Animals and Environmental History: Hunting and Husbandry in Early Modern Spain

Sunday, January 8, 2012: 11:20 AM
Chicago Ballroom A (Chicago Marriott Downtown)
Marcy S. Norton, George Washington University
Non-human animals occupy a strange place in environmental history. On the one hand, they – like other elements of “nature” are considered part of the ecologies that are larger than human scale, though affected by and affecting human actions. On the other hand, in the emerging multi-disciplinary field of “animal studies” they are often posited as possessing a kind of “personhood” and their commonalties with humans are emphasized (on the spectrum from sentience to reason); some insisting that they deserve recognition on par with other “subaltern” groups.  In this paper, I will suggest a framework for exploring the way animals belong both inside and outside of human culture.

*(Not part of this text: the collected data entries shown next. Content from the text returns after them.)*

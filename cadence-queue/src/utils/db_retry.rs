//! Database Retry Logic
//!
//! Exponential backoff for transient SQLite lock errors. Save actions run
//! under the coordinator's write lock, but other processes (or readers
//! upgrading to writers) can still hold the database briefly.

use crate::error::Result;
use std::time::{Duration, Instant};

/// Initial backoff between attempts
const INITIAL_BACKOFF_MS: u64 = 10;

/// Backoff ceiling
const MAX_BACKOFF_MS: u64 = 500;

/// Retry a database operation with exponential backoff until `max_wait`
/// elapses.
///
/// Only "database is locked" errors are retried; any other error is returned
/// immediately. The operation is re-run from scratch on each attempt, so it
/// must be a complete unit (typically a whole transaction).
pub async fn retry_on_lock<F, Fut, T>(
    operation_name: &str,
    max_wait: Duration,
    mut operation: F,
) -> Result<T>
where
    F: FnMut() -> Fut,
    Fut: std::future::Future<Output = Result<T>>,
{
    let start_time = Instant::now();
    let mut attempt = 0u32;
    let mut backoff_ms = INITIAL_BACKOFF_MS;

    loop {
        attempt += 1;

        match operation().await {
            Ok(result) => {
                if attempt > 1 {
                    tracing::debug!(
                        operation = operation_name,
                        attempt,
                        elapsed_ms = start_time.elapsed().as_millis() as u64,
                        "Database operation succeeded after retry"
                    );
                }
                return Ok(result);
            }
            Err(err) if !err.is_database_locked() => return Err(err),
            Err(err) => {
                let elapsed = start_time.elapsed();

                if elapsed >= max_wait {
                    tracing::warn!(
                        operation = operation_name,
                        attempt,
                        elapsed_ms = elapsed.as_millis() as u64,
                        max_wait_ms = max_wait.as_millis() as u64,
                        "Database still locked, giving up"
                    );
                    return Err(err);
                }

                let remaining_ms = max_wait.saturating_sub(elapsed).as_millis() as u64;
                let sleep_ms = backoff_ms.min(remaining_ms).max(1);

                tracing::debug!(
                    operation = operation_name,
                    attempt,
                    backoff_ms = sleep_ms,
                    "Database locked, retrying after backoff"
                );

                tokio::time::sleep(Duration::from_millis(sleep_ms)).await;
                backoff_ms = (backoff_ms * 2).min(MAX_BACKOFF_MS);
            }
        }
    }
}
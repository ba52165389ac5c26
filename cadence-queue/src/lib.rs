//! # Cadence Queue Persistence (cadence-queue)
//!
//! Persists a profile's playback queue and arbitrates overlapping save
//! requests.
//!
//! **Architecture:** `QueueService` validates intent and builds save actions;
//! `QueueSaveCoordinator` debounces, cancels and serializes them behind one
//! write lock; the `db` repositories perform the SQL.
//!
//! ```text
//! playback/UI layer -> QueueService -> QueueSaveCoordinator -> db::{queues, queue_tracks}
//! ```

pub mod config;
pub mod coordinator;
pub mod db;
pub mod error;
pub mod ordering;
pub mod service;
pub mod utils;

pub use config::QueueSaveSettings;
pub use coordinator::{FlushOutcome, QueueSaveCoordinator, SaveAction, SaveOutcome, SaveScope};
pub use error::{Error, Result};
pub use service::{QueueService, QueueState};
//! Log Capture Utilities for Testing
//!
//! Provides tracing log capture and assertion utilities. The capture is
//! installed as the thread-local default subscriber, so each test sees only
//! its own events (tokio tests run on a current-thread runtime).

use std::collections::HashMap;
use std::sync::{Arc, Mutex};
use tracing::subscriber::DefaultGuard;
use tracing::Level;
use tracing_subscriber::layer::SubscriberExt;

/// Captured log record
#[derive(Debug, Clone)]
pub struct LogRecord {
    pub level: Level,
    pub target: String,
    pub message: String,
    pub fields: HashMap<String, String>,
}

/// Log capture layer for testing
#[derive(Clone, Default)]
pub struct LogCapture {
    records: Arc<Mutex<Vec<LogRecord>>>,
}

impl LogCapture {
    /// Get all captured log records
    pub fn records(&self) -> Vec<LogRecord> {
        self.records.lock().unwrap().clone()
    }

    /// Check if any log message matches pattern
    pub fn contains(&self, pattern: &str) -> bool {
        self.records().iter().any(|r| r.message.contains(pattern))
    }

    /// Records matching pattern at the given level
    pub fn matching_at(&self, level: Level, pattern: &str) -> Vec<LogRecord> {
        self.records()
            .into_iter()
            .filter(|r| r.level == level && r.message.contains(pattern))
            .collect()
    }

    /// Assert no logs match pattern
    pub fn assert_no_match(&self, pattern: &str) {
        let matches: Vec<String> = self
            .records()
            .into_iter()
            .filter(|r| r.message.contains(pattern))
            .map(|r| r.message)
            .collect();
        assert!(
            matches.is_empty(),
            "Expected no logs matching '{}', but found {} matches:\n{}",
            pattern,
            matches.len(),
            matches.join("\n")
        );
    }

    /// Assert at least one log matches pattern
    pub fn assert_contains(&self, pattern: &str) {
        assert!(
            self.contains(pattern),
            "Expected log matching '{}', but none found. All logs:\n{}",
            pattern,
            self.records()
                .iter()
                .map(|r| r.message.as_str())
                .collect::<Vec<_>>()
                .join("\n")
        );
    }
}

impl<S> tracing_subscriber::Layer<S> for LogCapture
where
    S: tracing::Subscriber,
{
    fn on_event(
        &self,
        event: &tracing::Event<'_>,
        _ctx: tracing_subscriber::layer::Context<'_, S>,
    ) {
        use tracing::field::Visit;

        #[derive(Default)]
        struct FieldVisitor {
            message: String,
            fields: HashMap<String, String>,
        }

        impl Visit for FieldVisitor {
            fn record_str(&mut self, field: &tracing::field::Field, value: &str) {
                if field.name() == "message" {
                    self.message = value.to_string();
                } else {
                    self.fields.insert(field.name().to_string(), value.to_string());
                }
            }

            fn record_debug(&mut self, field: &tracing::field::Field, value: &dyn std::fmt::Debug) {
                let mut text = format!("{:?}", value);
                // Remove surrounding quotes
                if text.len() >= 2 && text.starts_with('"') && text.ends_with('"') {
                    text = text[1..text.len() - 1].to_string();
                }
                if field.name() == "message" {
                    self.message = text;
                } else {
                    self.fields.insert(field.name().to_string(), text);
                }
            }
        }

        let mut visitor = FieldVisitor::default();
        event.record(&mut visitor);

        self.records.lock().unwrap().push(LogRecord {
            level: *event.metadata().level(),
            target: event.metadata().target().to_string(),
            message: visitor.message,
            fields: visitor.fields,
        });
    }
}

/// Install a capturing subscriber for the current thread
///
/// Keep the guard alive for the duration of the test.
pub fn capture_logs() -> (LogCapture, DefaultGuard) {
    let capture = LogCapture::default();
    let subscriber = tracing_subscriber::registry().with(capture.clone());
    let guard = tracing::subscriber::set_default(subscriber);
    (capture, guard)
}

#[cfg(test)]
mod tests {
    use super::*;
    use tracing::{error, info};

    #[test]
    fn test_capture_records_message_and_fields() {
        let (capture, _guard) = capture_logs();

        info!(profile_id = 4, "Queue saved");
        error!(category = "playback", "Queue save failed");

        assert_eq!(capture.records().len(), 2);
        capture.assert_contains("Queue saved");
        let failures = capture.matching_at(Level::ERROR, "failed");
        assert_eq!(failures.len(), 1);
        assert_eq!(failures[0].fields.get("category").map(String::as_str), Some("playback"));
    }

    #[test]
    #[should_panic(expected = "Expected log matching")]
    fn test_assert_contains_fails() {
        let (capture, _guard) = capture_logs();
        capture.assert_contains("nonexistent pattern");
    }
}
//! Queue metadata database operations
//!
//! CRUD over the `queues` table: one row per profile holding the current
//! position, shuffle flag and repeat mode.

use crate::error::Result;
use cadence_common::db::{QueueMetadata, QueueRecord, RepeatMode};
use cadence_common::time;
use sqlx::sqlite::SqliteRow;
use sqlx::{Executor, Row, Sqlite};

fn record_from_row(row: &SqliteRow) -> Result<QueueRecord> {
    let repeat_mode: String = row.try_get("repeat_mode")?;
    let last_modified: String = row.try_get("last_modified")?;

    Ok(QueueRecord {
        queue_id: row.try_get("queue_id")?,
        profile_id: row.try_get("profile_id")?,
        current_track_order: row.try_get("current_track_order")?,
        is_shuffled: row.try_get("is_shuffled")?,
        repeat_mode: repeat_mode.parse()?,
        last_modified: time::parse_storage(&last_modified)?,
    })
}

/// Get the queue owned by a profile
pub async fn get_by_profile<'e, E>(executor: E, profile_id: i64) -> Result<Option<QueueRecord>>
where
    E: Executor<'e, Database = Sqlite>,
{
    let row = sqlx::query(
        r#"
        SELECT queue_id, profile_id, current_track_order, is_shuffled,
               repeat_mode, last_modified
        FROM queues
        WHERE profile_id = ?
        "#,
    )
    .bind(profile_id)
    .fetch_optional(executor)
    .await?;

    row.as_ref().map(record_from_row).transpose()
}

/// Get a queue by its id
pub async fn get_by_id<'e, E>(executor: E, queue_id: i64) -> Result<Option<QueueRecord>>
where
    E: Executor<'e, Database = Sqlite>,
{
    let row = sqlx::query(
        r#"
        SELECT queue_id, profile_id, current_track_order, is_shuffled,
               repeat_mode, last_modified
        FROM queues
        WHERE queue_id = ?
        "#,
    )
    .bind(queue_id)
    .fetch_optional(executor)
    .await?;

    row.as_ref().map(record_from_row).transpose()
}

/// Create the queue row for a profile and return its id
///
/// Fails with a unique-constraint error if the profile already has a queue.
pub async fn create<'e, E>(executor: E, profile_id: i64, metadata: &QueueMetadata) -> Result<i64>
where
    E: Executor<'e, Database = Sqlite>,
{
    let result = sqlx::query(
        r#"
        INSERT INTO queues (
            profile_id, current_track_order, is_shuffled, repeat_mode, last_modified
        ) VALUES (?, ?, ?, ?, ?)
        "#,
    )
    .bind(profile_id)
    .bind(metadata.current_track_order)
    .bind(metadata.is_shuffled)
    .bind(metadata.repeat_mode.as_str())
    .bind(time::to_storage(&time::now()))
    .execute(executor)
    .await?;

    Ok(result.last_insert_rowid())
}

/// Update position, shuffle flag and repeat mode
///
/// Returns false if the queue no longer exists.
pub async fn update_metadata<'e, E>(
    executor: E,
    queue_id: i64,
    metadata: &QueueMetadata,
) -> Result<bool>
where
    E: Executor<'e, Database = Sqlite>,
{
    let result = sqlx::query(
        r#"
        UPDATE queues
        SET current_track_order = ?, is_shuffled = ?, repeat_mode = ?, last_modified = ?
        WHERE queue_id = ?
        "#,
    )
    .bind(metadata.current_track_order)
    .bind(metadata.is_shuffled)
    .bind(metadata.repeat_mode.as_str())
    .bind(time::to_storage(&time::now()))
    .bind(queue_id)
    .execute(executor)
    .await?;

    Ok(result.rows_affected() > 0)
}

/// Update position and shuffle flag, leaving repeat mode as stored
///
/// Returns false if the queue no longer exists.
pub async fn update_position<'e, E>(
    executor: E,
    queue_id: i64,
    current_track_order: i64,
    is_shuffled: bool,
) -> Result<bool>
where
    E: Executor<'e, Database = Sqlite>,
{
    let result = sqlx::query(
        r#"
        UPDATE queues
        SET current_track_order = ?, is_shuffled = ?, last_modified = ?
        WHERE queue_id = ?
        "#,
    )
    .bind(current_track_order)
    .bind(is_shuffled)
    .bind(time::to_storage(&time::now()))
    .bind(queue_id)
    .execute(executor)
    .await?;

    Ok(result.rows_affected() > 0)
}

/// Update only the repeat mode
pub async fn update_repeat_mode<'e, E>(
    executor: E,
    queue_id: i64,
    repeat_mode: RepeatMode,
) -> Result<bool>
where
    E: Executor<'e, Database = Sqlite>,
{
    let result =
        sqlx::query("UPDATE queues SET repeat_mode = ?, last_modified = ? WHERE queue_id = ?")
            .bind(repeat_mode.as_str())
            .bind(time::to_storage(&time::now()))
            .bind(queue_id)
            .execute(executor)
            .await?;

    Ok(result.rows_affected() > 0)
}

/// Reset metadata to defaults (index 0, unshuffled, repeat none)
pub async fn reset_metadata<'e, E>(executor: E, queue_id: i64) -> Result<bool>
where
    E: Executor<'e, Database = Sqlite>,
{
    update_metadata(executor, queue_id, &QueueMetadata::default()).await
}

/// Delete a queue row; its tracks cascade
pub async fn delete<'e, E>(executor: E, queue_id: i64) -> Result<bool>
where
    E: Executor<'e, Database = Sqlite>,
{
    let result = sqlx::query("DELETE FROM queues WHERE queue_id = ?")
        .bind(queue_id)
        .execute(executor)
        .await?;

    Ok(result.rows_affected() > 0)
}

#[cfg(test)]
mod tests {
    use super::*;
    use cadence_common::db::init_in_memory_database;
    use cadence_common::db::profiles::create_profile;
    use sqlx::SqlitePool;

    async fn setup() -> (SqlitePool, i64) {
        let pool = init_in_memory_database().await.unwrap();
        let profile_id = create_profile(&pool, "test").await.unwrap();
        (pool, profile_id)
    }

    #[tokio::test]
    async fn test_get_by_profile_missing() {
        let (pool, profile_id) = setup().await;
        assert!(get_by_profile(&pool, profile_id).await.unwrap().is_none());
    }

    #[tokio::test]
    async fn test_create_and_fetch() {
        let (pool, profile_id) = setup().await;
        let meta = QueueMetadata {
            current_track_order: 3,
            is_shuffled: true,
            repeat_mode: RepeatMode::All,
        };

        let queue_id = create(&pool, profile_id, &meta).await.unwrap();
        let record = get_by_profile(&pool, profile_id).await.unwrap().unwrap();

        assert_eq!(record.queue_id, queue_id);
        assert_eq!(record.profile_id, profile_id);
        assert_eq!(record.metadata(), meta);
        assert_eq!(get_by_id(&pool, queue_id).await.unwrap(), Some(record));
    }

    #[tokio::test]
    async fn test_one_queue_per_profile() {
        let (pool, profile_id) = setup().await;
        create(&pool, profile_id, &QueueMetadata::default()).await.unwrap();

        let second = create(&pool, profile_id, &QueueMetadata::default()).await;
        assert!(second.is_err());
    }

    #[tokio::test]
    async fn test_update_metadata_and_repeat_mode() {
        let (pool, profile_id) = setup().await;
        let queue_id = create(&pool, profile_id, &QueueMetadata::default())
            .await
            .unwrap();
        let before = get_by_id(&pool, queue_id).await.unwrap().unwrap();

        tokio::time::sleep(std::time::Duration::from_millis(5)).await;
        let meta = QueueMetadata {
            current_track_order: 7,
            is_shuffled: true,
            repeat_mode: RepeatMode::One,
        };
        assert!(update_metadata(&pool, queue_id, &meta).await.unwrap());
        assert!(update_repeat_mode(&pool, queue_id, RepeatMode::All).await.unwrap());

        let after = get_by_id(&pool, queue_id).await.unwrap().unwrap();
        assert_eq!(after.current_track_order, 7);
        assert!(after.is_shuffled);
        assert_eq!(after.repeat_mode, RepeatMode::All);
        assert!(after.last_modified > before.last_modified);
    }

    #[tokio::test]
    async fn test_update_position_keeps_repeat_mode() {
        let (pool, profile_id) = setup().await;
        let meta = QueueMetadata {
            current_track_order: 0,
            is_shuffled: false,
            repeat_mode: RepeatMode::One,
        };
        let queue_id = create(&pool, profile_id, &meta).await.unwrap();

        assert!(update_position(&pool, queue_id, 2, true).await.unwrap());

        let record = get_by_id(&pool, queue_id).await.unwrap().unwrap();
        assert_eq!(record.current_track_order, 2);
        assert!(record.is_shuffled);
        assert_eq!(record.repeat_mode, RepeatMode::One);
    }

    #[tokio::test]
    async fn test_updates_on_missing_queue_report_false() {
        let (pool, _) = setup().await;
        assert!(!update_metadata(&pool, 999, &QueueMetadata::default()).await.unwrap());
        assert!(!update_position(&pool, 999, 1, false).await.unwrap());
        assert!(!update_repeat_mode(&pool, 999, RepeatMode::One).await.unwrap());
        assert!(!delete(&pool, 999).await.unwrap());
    }

    #[tokio::test]
    async fn test_reset_metadata() {
        let (pool, profile_id) = setup().await;
        let meta = QueueMetadata {
            current_track_order: 4,
            is_shuffled: true,
            repeat_mode: RepeatMode::One,
        };
        let queue_id = create(&pool, profile_id, &meta).await.unwrap();

        assert!(reset_metadata(&pool, queue_id).await.unwrap());
        let record = get_by_id(&pool, queue_id).await.unwrap().unwrap();
        assert_eq!(record.metadata(), QueueMetadata::default());
    }

    #[tokio::test]
    async fn test_delete() {
        let (pool, profile_id) = setup().await;
        let queue_id = create(&pool, profile_id, &QueueMetadata::default()).await.unwrap();

        assert!(delete(&pool, queue_id).await.unwrap());
        assert!(get_by_profile(&pool, profile_id).await.unwrap().is_none());
    }
}
//! Settings database access
//!
//! Read/write settings from the `settings` table (key-value store). Runtime
//! tuning for queue saves lives here; see `config::QueueSaveSettings`.

use crate::error::{Error, Result};
use sqlx::SqlitePool;
use std::str::FromStr;

/// Generic setting getter
///
/// Returns `None` for a missing row or a NULL value.
pub async fn get_setting<T: FromStr>(db: &SqlitePool, key: &str) -> Result<Option<T>> {
    let value: Option<Option<String>> =
        sqlx::query_scalar("SELECT value FROM settings WHERE key = ?")
            .bind(key)
            .fetch_optional(db)
            .await?;

    match value.flatten() {
        Some(s) => match s.trim().parse::<T>() {
            Ok(parsed) => Ok(Some(parsed)),
            Err(_) => Err(Error::Config(format!(
                "Failed to parse setting '{}' value: {}",
                key, s
            ))),
        },
        None => Ok(None),
    }
}

/// Generic setting setter
///
/// Inserts or updates setting in database.
pub async fn set_setting<T: ToString>(db: &SqlitePool, key: &str, value: T) -> Result<()> {
    sqlx::query(
        r#"
        INSERT INTO settings (key, value, updated_at)
        VALUES (?, ?, CURRENT_TIMESTAMP)
        ON CONFLICT(key) DO UPDATE SET value = excluded.value, updated_at = excluded.updated_at
        "#,
    )
    .bind(key)
    .bind(value.to_string())
    .execute(db)
    .await?;

    Ok(())
}
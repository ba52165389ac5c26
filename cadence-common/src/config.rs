//! Bootstrap configuration loading and root folder resolution
//!
//! Only bootstrap concerns live here (where the database is, how to log).
//! Runtime tuning such as debounce windows is read from the `settings` table
//! by the crate that owns it.

use crate::{Error, Result};
use serde::Deserialize;
use std::path::{Path, PathBuf};
use tracing::{info, warn};

/// Environment variable overriding the root folder
pub const ROOT_FOLDER_ENV: &str = "CADENCE_ROOT_FOLDER";

/// Database file name used when the TOML file does not name one
pub const DATABASE_FILE_NAME: &str = "cadence.db";

/// Bootstrap configuration loaded from TOML
#[derive(Debug, Clone, Default, Deserialize)]
pub struct TomlConfig {
    /// Root folder holding the database (optional)
    #[serde(default)]
    pub root_folder: Option<PathBuf>,

    /// SQLite database path; relative paths are resolved against the root folder
    #[serde(default)]
    pub database_path: Option<PathBuf>,

    /// Logging configuration (optional)
    #[serde(default)]
    pub logging: LoggingConfig,
}

/// Logging configuration
#[derive(Debug, Clone, Deserialize)]
pub struct LoggingConfig {
    /// Log level (trace, debug, info, warn, error) or a full EnvFilter directive
    #[serde(default = "default_log_level")]
    pub level: String,

    /// Log file path (optional, logs to stderr if not specified)
    #[serde(default)]
    pub file: Option<PathBuf>,
}

impl Default for LoggingConfig {
    fn default() -> Self {
        Self {
            level: default_log_level(),
            file: None,
        }
    }
}

fn default_log_level() -> String {
    "info".to_string()
}

impl TomlConfig {
    /// Parse configuration from TOML text
    pub fn from_toml_str(toml_str: &str) -> Result<Self> {
        toml::from_str(toml_str).map_err(|e| Error::Config(format!("Failed to parse TOML: {}", e)))
    }

    /// Load configuration from a TOML file
    pub async fn load(path: &Path) -> Result<Self> {
        let toml_str = tokio::fs::read_to_string(path)
            .await
            .map_err(|e| Error::Config(format!("Failed to read config file {:?}: {}", path, e)))?;

        let config = Self::from_toml_str(&toml_str)?;
        info!("Loaded TOML configuration from {:?}", path);
        Ok(config)
    }

    /// Load configuration, falling back to defaults when the file is missing
    /// or unreadable. A missing config file never prevents startup.
    pub async fn load_or_default(path: Option<&Path>) -> Self {
        let path = match path.map(Path::to_path_buf).or_else(default_config_path) {
            Some(path) => path,
            None => {
                warn!("No config file location available, using built-in defaults");
                return Self::default();
            }
        };

        if !path.exists() {
            warn!("Config file {:?} not found, using built-in defaults", path);
            return Self::default();
        }

        match Self::load(&path).await {
            Ok(config) => config,
            Err(e) => {
                warn!("{}; using built-in defaults", e);
                Self::default()
            }
        }
    }

    /// Resolve the database path for this configuration
    pub fn resolve_database_path(&self, root_folder: &Path) -> PathBuf {
        match &self.database_path {
            Some(path) if path.is_absolute() => path.clone(),
            Some(path) => root_folder.join(path),
            None => root_folder.join(DATABASE_FILE_NAME),
        }
    }
}

/// Root folder resolution, in priority order:
/// 1. Explicit argument (highest priority)
/// 2. Environment variable
/// 3. TOML config file
/// 4. OS-dependent compiled default (fallback)
pub fn resolve_root_folder(explicit: Option<&Path>, config: Option<&TomlConfig>) -> PathBuf {
    if let Some(path) = explicit {
        return path.to_path_buf();
    }

    if let Ok(path) = std::env::var(ROOT_FOLDER_ENV) {
        if !path.is_empty() {
            return PathBuf::from(path);
        }
    }

    if let Some(root_folder) = config.and_then(|c| c.root_folder.clone()) {
        return root_folder;
    }

    default_root_folder()
}

/// Default configuration file path for the platform
pub fn default_config_path() -> Option<PathBuf> {
    dirs::config_dir().map(|d| d.join("cadence").join("config.toml"))
}

/// OS-dependent default root folder path
pub fn default_root_folder() -> PathBuf {
    if cfg!(target_os = "linux") {
        // ~/.local/share/cadence
        dirs::data_local_dir()
            .map(|d| d.join("cadence"))
            .unwrap_or_else(|| PathBuf::from("/var/lib/cadence"))
    } else if cfg!(target_os = "macos") {
        // ~/Library/Application Support/cadence
        dirs::data_dir()
            .map(|d| d.join("cadence"))
            .unwrap_or_else(|| PathBuf::from("/Library/Application Support/cadence"))
    } else if cfg!(target_os = "windows") {
        // %LOCALAPPDATA%\cadence
        dirs::data_local_dir()
            .map(|d| d.join("cadence"))
            .unwrap_or_else(|| PathBuf::from("C:\\ProgramData\\cadence"))
    } else {
        PathBuf::from("./cadence_data")
    }
}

My case study, based on archival research as well as treatises, will be a comparison of hunting and husbandry as “modes of interaction” over the longue durée (12th-18th century) in Spain.  I define a “mode of interaction” as an ecologically-informed and socially-created structure of the longue durée that organizes relationships between and among classes or species of animals. These modes manifest in institutions, customs, practices, and they are not only constrained by ecological limits but also consequential for ecology, as well as diverse social and cultural phenomena.